His eyes still closed, Carnivore said, “There’s nothing that can help me. Just leave me here. Don’t move me till I’m dead.”
He coughed again.
“And don’t, in kindness, tell me I’m not dying. You’ll stay with me until it’s done?”
“We’ll stay with you,” said Elayne.
“Horton?”
“Yes, my friend.”
“If this hadn’t happened, you would have taken me? You’d not have left me here. You would have taken me when you left the planet?”
“We’d have taken you,” said Horton.
Carnivore closed his eyes. “I knew you would,” he said. “I always knew you would.”
By now it was full day, the sun a hand’s-breadth above the horizon. The slanting sunlight glittered off the Pond.
And now, thought, Horton, it didn’t really matter about the tunnel’s being closed. Carnivore no longer would be marooned in this place he hated. Elayne would leave in the Ship, and there would be no need of staying longer. Whatever had been meant to transpire upon this planet was done and ended now. And, he thought, I wish that I could know, perhaps not now, but some day, what it was all about.
“Carter, look!” said Nicodemus in a quiet, tense tone. “The monster …”
Horton jerked up his head and looked, gagging at the sight. The monster, lying just a few hundred feet away, was melting. It was falling in upon itself, a putrescent mess. It writhed in seeming life as it sank into a stinking, obscene puddle, with little streams of steaming nastiness flowing from the puddle.

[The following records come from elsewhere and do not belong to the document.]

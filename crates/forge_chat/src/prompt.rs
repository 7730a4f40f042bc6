//! Automation prompt rendering.
//!
//! Turns the terminal structured specification into the single
//! natural-language instruction the external code-generation tool receives.
//! Rendered once per project and stored; repeated generation attempts reuse
//! the stored text so they are reproducible from the same specification.

use crate::types::{DataField, SummaryAnalysis};

/// Render the full generation instruction from a confirmed specification.
pub fn render_automation_prompt(summary: &SummaryAnalysis, target_urls: &[String]) -> String {
    let mut prompt = String::from("Build a complete, working web scraper with this specification.\n\n");

    let objective = if summary.project_summary.objective.is_empty() {
        "Extract structured data from the target websites"
    } else {
        &summary.project_summary.objective
    };
    prompt.push_str(&format!("Objective: {}\n", objective));

    if !summary.project_summary.use_case.is_empty() {
        prompt.push_str(&format!("Use case: {}\n", summary.project_summary.use_case));
    }

    prompt.push_str("\nTarget URLs:\n");
    for url in target_urls {
        prompt.push_str(&format!("- {}\n", url));
    }

    if !summary.data_schema.primary_data.is_empty() {
        prompt.push_str("\nRequired fields:\n");
        for field in &summary.data_schema.primary_data {
            prompt.push_str(&render_field(field));
        }
    }

    if !summary.data_schema.secondary_data.is_empty() {
        prompt.push_str("\nOptional fields (extract when present):\n");
        for field in &summary.data_schema.secondary_data {
            prompt.push_str(&render_field(field));
        }
    }

    if !summary.data_schema.output_structure.is_empty() {
        prompt.push_str(&format!("\nOutput structure: {}\n", summary.data_schema.output_structure));
    }

    let tech = &summary.technical_requirements;
    prompt.push_str("\nTechnical requirements:\n");
    if !tech.scraping_method.is_empty() {
        prompt.push_str(&format!("- Method: {}\n", tech.scraping_method));
    }
    prompt.push_str(&format!("- Complexity: {}\n", tech.complexity_level.label()));
    for consideration in &tech.special_considerations {
        prompt.push_str(&format!("- {}\n", consideration));
    }

    prompt.push_str(
        "\nDeliverable: one self-contained Python script saved in the current \
         working directory. It must run end to end without manual edits, print \
         progress as it scrapes, handle request errors gracefully, and write the \
         extracted records as JSON.\n",
    );

    prompt
}

fn render_field(field: &DataField) -> String {
    let optional = if field.optional { ", optional" } else { "" };
    let description = if field.description.is_empty() {
        String::new()
    } else {
        format!(" - {}", field.description)
    };
    format!(
        "- {} ({}{}){}\n",
        field.field_name,
        field.data_type.as_str(),
        optional,
        description
    )
}
use regex::Regex;
use tracing::{info, warn};

use crate::llm::LlmClient;
use crate::types::{
    AnalysisResult, Confidence, DataField, DataSchema, FieldType, Level, Message, NextFocus,
    Project, ProjectSummary, Stage, SummaryAnalysis, TechnicalRequirements, Understanding,
};

/// The conversation aims to converge within this many exchanges.
pub const EXCHANGE_BUDGET: usize = 3;

const URL_PATTERN: &str = r"https?://[\w$@.&+!*'(),%/:~#=?\[\]-]+";

/// Stateless requirement analyzer over an optional LLM.
pub struct RequirementAnalyzer {
    llm: Option<Arc<dyn LlmClient>>,
}
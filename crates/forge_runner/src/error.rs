//! Error types for the automation driver.

use thiserror::Error;

/// Result type alias for driver operations.
pub type DriverResult<T> = Result<T, DriverError>;

/// Errors that can occur while scripting the external tool.
#[derive(Error, Debug)]
pub enum DriverError {
    #[error("Failed to start tool session: {0}")]
    StartFailed(String),

    #[error("Failed to send prompt to tool: {0}")]
    PromptSend(String),

    #[error("IO error: {0}")]
    Io(#[from] std::io::Error),
}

He watched in horrified, offended fascination as it went down to an oily, nauseous scum and the unbidden thought came across his mind that now he could never fix quite straight in mind the shape that it had held. The only impression that he had gained in that moment before Carnivore had slashed the life from it was a lumpiness, a distorted lumpiness that really was no shape at all. That might be the way with evil, he thought—it had no shape at all. It was a lumpiness and a puddled pool of filth and you never knew quite what it was, so that you were left quite free to imagine what it was, driven by the f
ear of the unknown to clothe it in whatever fashion seemed most horrible to you. So that evil might take on as many guises as there were men to clothe it—each man’s evil would be a little different from every other man’s.
“Horton.”
“Yes, Carnivore, what is it?”
The voice was low and raspy and Horton went on his knees beside him, bending close so that he could hear.
“When it’s done,” said Carnivore, “you’ll leave me here. Leave me in the open where I can be found.”
“I don’t understand,” said Horton. “Found by what?”
“The scavengers. The cleaners-up. The morticians. Little hungry skitterers that will ingest anything at all. Insects, birds, small animals, worms, bacteria. You will do it, Horton?”
“Of course I’ll do it if you wish. If that’s what you really want.”
“A giving back,” said Carnivore. “A final giving back. Not begrudging the little hungry things my flesh. Making myself an offering to many other lives. One great final sharing.”
“I understand,” said Horton.
“A sharing, a giving back,” said Carnivore. “Those are important things.”
27
As they made their way around the Pond, Elayne said, “The robot is not with us.”
“He’s back there with Carnivore,” said Horton. “He’s keeping one last vigil. It’s his way of doing things. A sort of Irish wake. But you’d not know of Irish wakes.”
“No, I wouldn’t. What’s an Irish wake?”
“Sitting with the dead. Posting vigil over them. Nicodemus did it with the other humans who were on the ship with me. On a lonely planet of an unknown sun. He wanted to pray for them; he tried to pray and couldn’t. He thought it was not proper for a robot to try to say a prayer. So he did something else for them. He stayed awhile with them. He did not hurry off.”
“How beautiful of him. It was better than a prayer.”
“I think so, too,” said Horton. “You’re sure you know where the dragon fell? There’s still no sign of it.”
“I watched it fall,” she said. “I think I know the place. It’s just over there.”